__WORK TASK__. For the material that follows, return exactly the lines from the one with "pub fn is_pressed(&self)" through the one with "let channel = parse_int(&body[..sep])?;", both ends included.

-=-=-=-=-

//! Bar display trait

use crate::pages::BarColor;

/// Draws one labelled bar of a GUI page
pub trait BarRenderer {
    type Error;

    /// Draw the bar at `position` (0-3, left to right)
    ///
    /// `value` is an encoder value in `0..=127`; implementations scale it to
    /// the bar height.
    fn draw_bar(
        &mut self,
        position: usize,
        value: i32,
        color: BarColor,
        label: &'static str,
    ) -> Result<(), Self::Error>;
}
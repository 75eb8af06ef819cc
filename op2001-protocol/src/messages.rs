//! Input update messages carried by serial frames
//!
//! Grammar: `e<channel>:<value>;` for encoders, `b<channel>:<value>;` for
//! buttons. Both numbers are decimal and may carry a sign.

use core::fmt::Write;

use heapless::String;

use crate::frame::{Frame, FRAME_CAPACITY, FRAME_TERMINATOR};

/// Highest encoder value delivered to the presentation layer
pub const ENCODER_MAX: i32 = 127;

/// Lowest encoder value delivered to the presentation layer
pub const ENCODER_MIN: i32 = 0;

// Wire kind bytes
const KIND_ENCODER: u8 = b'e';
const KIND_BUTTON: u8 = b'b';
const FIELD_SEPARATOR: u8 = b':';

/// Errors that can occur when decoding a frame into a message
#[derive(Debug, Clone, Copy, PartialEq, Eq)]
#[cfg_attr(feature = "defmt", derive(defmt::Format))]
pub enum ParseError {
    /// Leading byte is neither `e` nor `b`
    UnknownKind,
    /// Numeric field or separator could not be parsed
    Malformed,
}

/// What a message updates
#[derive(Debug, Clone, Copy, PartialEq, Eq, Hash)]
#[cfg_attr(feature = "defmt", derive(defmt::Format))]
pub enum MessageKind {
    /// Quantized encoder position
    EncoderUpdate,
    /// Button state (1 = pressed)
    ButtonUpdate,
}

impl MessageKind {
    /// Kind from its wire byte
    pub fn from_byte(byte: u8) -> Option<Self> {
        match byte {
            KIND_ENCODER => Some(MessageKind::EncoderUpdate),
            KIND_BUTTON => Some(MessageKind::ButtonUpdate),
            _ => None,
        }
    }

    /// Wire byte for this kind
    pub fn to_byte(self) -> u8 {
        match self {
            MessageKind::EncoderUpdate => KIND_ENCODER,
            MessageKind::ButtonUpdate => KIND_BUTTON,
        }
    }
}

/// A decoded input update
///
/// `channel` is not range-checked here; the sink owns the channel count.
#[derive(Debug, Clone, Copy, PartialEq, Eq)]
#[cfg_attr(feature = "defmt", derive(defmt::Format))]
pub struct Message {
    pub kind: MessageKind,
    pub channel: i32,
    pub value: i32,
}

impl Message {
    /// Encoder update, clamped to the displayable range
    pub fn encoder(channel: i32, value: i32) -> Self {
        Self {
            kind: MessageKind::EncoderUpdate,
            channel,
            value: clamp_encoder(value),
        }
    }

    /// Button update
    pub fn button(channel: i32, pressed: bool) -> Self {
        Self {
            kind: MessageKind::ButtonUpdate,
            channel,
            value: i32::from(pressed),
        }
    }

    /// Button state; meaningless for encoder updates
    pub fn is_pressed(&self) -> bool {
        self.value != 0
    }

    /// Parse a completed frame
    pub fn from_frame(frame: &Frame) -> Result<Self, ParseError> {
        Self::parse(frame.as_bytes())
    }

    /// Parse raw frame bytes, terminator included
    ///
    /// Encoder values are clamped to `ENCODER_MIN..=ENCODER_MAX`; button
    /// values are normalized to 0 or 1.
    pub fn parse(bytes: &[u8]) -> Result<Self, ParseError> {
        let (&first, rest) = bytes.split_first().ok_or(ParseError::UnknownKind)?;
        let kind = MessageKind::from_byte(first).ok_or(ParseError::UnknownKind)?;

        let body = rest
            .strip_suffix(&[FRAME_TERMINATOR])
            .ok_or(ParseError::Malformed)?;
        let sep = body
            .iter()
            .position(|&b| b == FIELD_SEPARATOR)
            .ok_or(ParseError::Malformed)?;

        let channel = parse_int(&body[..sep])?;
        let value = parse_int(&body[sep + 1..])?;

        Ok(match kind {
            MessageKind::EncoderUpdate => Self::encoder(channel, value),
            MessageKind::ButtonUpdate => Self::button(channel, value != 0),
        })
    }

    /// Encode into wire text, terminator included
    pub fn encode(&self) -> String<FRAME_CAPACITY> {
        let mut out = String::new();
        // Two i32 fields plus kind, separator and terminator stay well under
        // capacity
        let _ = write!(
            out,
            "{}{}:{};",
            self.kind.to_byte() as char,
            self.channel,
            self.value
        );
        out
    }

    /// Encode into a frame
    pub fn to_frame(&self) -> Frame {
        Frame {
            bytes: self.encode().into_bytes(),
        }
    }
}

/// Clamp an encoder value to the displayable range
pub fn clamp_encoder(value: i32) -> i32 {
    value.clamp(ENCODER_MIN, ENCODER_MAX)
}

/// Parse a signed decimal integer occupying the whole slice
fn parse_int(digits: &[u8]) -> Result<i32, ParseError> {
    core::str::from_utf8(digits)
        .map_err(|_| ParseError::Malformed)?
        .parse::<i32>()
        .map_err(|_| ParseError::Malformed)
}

-=-=-=-=-

__EXERCISE OUTPUT__.
    pub fn is_pressed(&self) -> bool {
        self.value != 0
    }

    /// Parse a completed frame
    pub fn from_frame(frame: &Frame) -> Result<Self, ParseError> {
        Self::parse(frame.as_bytes())
    }

    /// Parse raw frame bytes, terminator included
    ///
    /// Encoder values are clamped to `ENCODER_MIN..=ENCODER_MAX`; button
    /// values are normalized to 0 or 1.
    pub fn parse(bytes: &[u8]) -> Result<Self, ParseError> {
        let (&first, rest) = bytes.split_first().ok_or(ParseError::UnknownKind)?;
        let kind = MessageKind::from_byte(first).ok_or(ParseError::UnknownKind)?;

        let body = rest
            .strip_suffix(&[FRAME_TERMINATOR])
            .ok_or(ParseError::Malformed)?;
        let sep = body
            .iter()
            .position(|&b| b == FIELD_SEPARATOR)
            .ok_or(ParseError::Malformed)?;

        let channel = parse_int(&body[..sep])?;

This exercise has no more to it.